11-9 私説・日本弓道の歴史
日本弓道の発達は大きく分けて、次の4段階に分類できると思います。
1. 狩猟の手段として発達
2. 戦争の武器としての発展
3. 武士道における心身の修行として確立
4. 体育、徳育としての発達
1.狩猟の手段としての発達
これは有史以前の生活手段としての道具であり、石器時代には長野県の和田峠で産出される黒曜石の鏃が日本全国で発見されていることから、優れた道具は物々交換の時代でも交換レートの高いものであったと思われる。
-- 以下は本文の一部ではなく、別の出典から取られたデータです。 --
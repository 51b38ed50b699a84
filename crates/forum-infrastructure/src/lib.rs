//! # Forum Infrastructure
//!
//! Database implementations (adapters).

pub mod database;

pub use database::{create_pool, PgSessionStore, PgUserRepository};
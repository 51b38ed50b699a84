//! Repository traits (ports)

pub mod session_store;
pub mod user_repository;

pub use session_store::SessionStore;
pub use user_repository::UserRepository;
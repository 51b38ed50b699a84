//! Domain errors

use thiserror::Error;

#[derive(Error, Debug)]
pub enum DomainError {
    #[error("Incorrect username or password")]
    InvalidCredentials,

    #[error("Username already used: {0}")]
    UsernameTaken(String),

    #[error("Password hash error: {0}")]
    PasswordHashError(String),

    #[error("Database error: {0}")]
    DatabaseError(String),
}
長弓については南洋の海洋民族に共通しているとの意見もあるが、現代でも簡単には往来できないのに、南洋の古代人がカヌーに乗って弓矢を伝えたとは考え難い。世界の民族に共通する自然発生的なものと考えられる。
2.戦争の武器として
日本のみならず世界中の弓はいずれも戦争の武器として発達したことは自明である。
ここで日本の歴史を大まかに分類すると、全国が分裂して群雄割拠の時代→武力統一による強大な国家の成立→平和国家に慣れて軟弱化するとまた乱世となる。これが、古代、鎌倉時代、安土桃山〜江戸時代、明治維新と4回ほど繰り返えされたものといえる。乱世、およびその統一時期には武器の性能研究が盛んになって発達し、平和の時代には衰退する傾向があったと思われる。
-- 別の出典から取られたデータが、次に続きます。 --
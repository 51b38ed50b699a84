//! Per-request identity context
//!
//! Built once per request by the session middleware and attached to the
//! request extensions; immutable after construction. Either both fields are
//! set (validated session) or neither is.

use axum::extract::FromRequestParts;
use axum::http::request::Parts;

use forum_core::domain::{Session, User};

use crate::error::ApiError;

#[derive(Debug, Clone, Default)]
pub struct RequestContext {
    user: Option<User>,
    session: Option<Session>,
}

impl RequestContext {
    pub fn anonymous() -> Self {
        Self::default()
    }

    pub fn authenticated(session: Session, user: User) -> Self {
        Self {
            user: Some(user),
            session: Some(session),
        }
    }

    pub fn user(&self) -> Option<&User> {
        self.user.as_ref()
    }

    pub fn session(&self) -> Option<&Session> {
        self.session.as_ref()
    }

    pub fn require_user(&self) -> Result<&User, ApiError> {
        self.user
            .as_ref()
            .ok_or_else(|| ApiError::unauthorized("Unauthorized"))
    }
}

impl<S> FromRequestParts<S> for RequestContext
where
    S: Send + Sync,
{
    type Rejection = ApiError;

    async fn from_request_parts(parts: &mut Parts, _state: &S) -> Result<Self, Self::Rejection> {
        parts
            .extensions
            .get::<RequestContext>()
            .cloned()
            .ok_or_else(|| ApiError::unexpected("request context missing: session middleware not installed"))
    }
}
3世紀の魏史倭人伝(三国志の時代)には、日本の弓について「兵は木弓を用い、木弓は上が長く下は短く、竹の矢、鉄製あるいは骨製の鏃を用いる」と記されている。当時はちょうど卑弥呼の率いる邪馬台国(やまとと読める)が日本を統一した時期であり、また日本を東夷と云い、東方の大弓を持つ人と呼んでいたことからも、すでに現代と同じように長弓を用い中央よりも下のほうを握る射法であったことが判る。
その後、奈良、平安時代の大和朝廷は平和の時代であり、文学や詩歌が教養として尊ばれ、武術は野蛮なものとして衰退したと考えられる。この時代の弓術は日本流(やまとりゅう)と呼ばれ、実戦よりも儀礼的なものが主体であったと思われる。
平安末期の源平時代から鎌倉時代にかけては、武家の争い(源平の戦い)などから武術としては最高の発達を遂げた時代であろうと思われる。源の為朝が鉄弓(鉄芯入り)をひいて船を沈没させた伝説、あるいは平家物語で那須与一が波打ち際から船上の扇の的を射抜いた話は有名である。
鎌倉時代の名刀、甲冑は後の時代のものに比べて最高品であったことを考えれば、弓も鎌倉時代のものが、最高品質であったのではないかと考えられる。この鎌倉弓術の射法についてはよく判らないが、精神修養的なものでなく実践的なものであったと思われる。現代では小笠原流が鎌倉源氏からの古い名家としてその伝統を伝承しているので、その弓術は流鏑馬、百手式、草鹿子、犬追物などのように、近的道場での鍛錬よりも、むしろ戦場や狩場での射法やその実践練習としての面影が強く残されている。(これらについては射法ドットコム「射法は寝て待て」にその一部を伺い知ることができます)
3.武士道の修養としての発達
皮肉なことに、弓道の基礎は戦国時代に鉄砲が伝来して、武器としては時代遅れになりつつある頃に、日置弾正政次、日置弥左衛門が日置流弓術書を著し、さらに江戸時代の創世期に竹林坊如成などが弓道の射技理論を発展させ、日置流(吉田流)各派など現代に残る各流派の弓道が確立したものであった。
江戸時代は太平の時代を維持するため、鉄砲などの製造、開発、練習を厳しく禁じたとともに、実践的な兵器の発展は途絶えたが、弓道は武士道の修行として、実践武道よりも精神的な側面を深く追求する方向の徳育として発展したものと思われる。
たとえば、15間(28m)の近的道場における稽古は、戦場での実戦武道としては近すぎて、悠々と弓構えをしている間に敵に踏み込まれて勝負にはならないはずであるが、自己を省みる修養の道場として、確立されたものと考えられる。
4.体育、徳育としての発達
明治になって西洋流の合理主義の時代となり、弓道は武器としてはもはや全く役に立たないものとみなされたが、一高、東大など多数の学校で弓術部教授を歴任された本多利実先生(本多流の祖)が新時代の学校教育の一環として剣道、柔道などとともに、健全な体育と徳育を育成できる武道教育としてその普及に尽力された。また先生に育成された多くの高名な弟子達が全国に指導者として広がり、現在の日本弓道連盟を確立したといえる。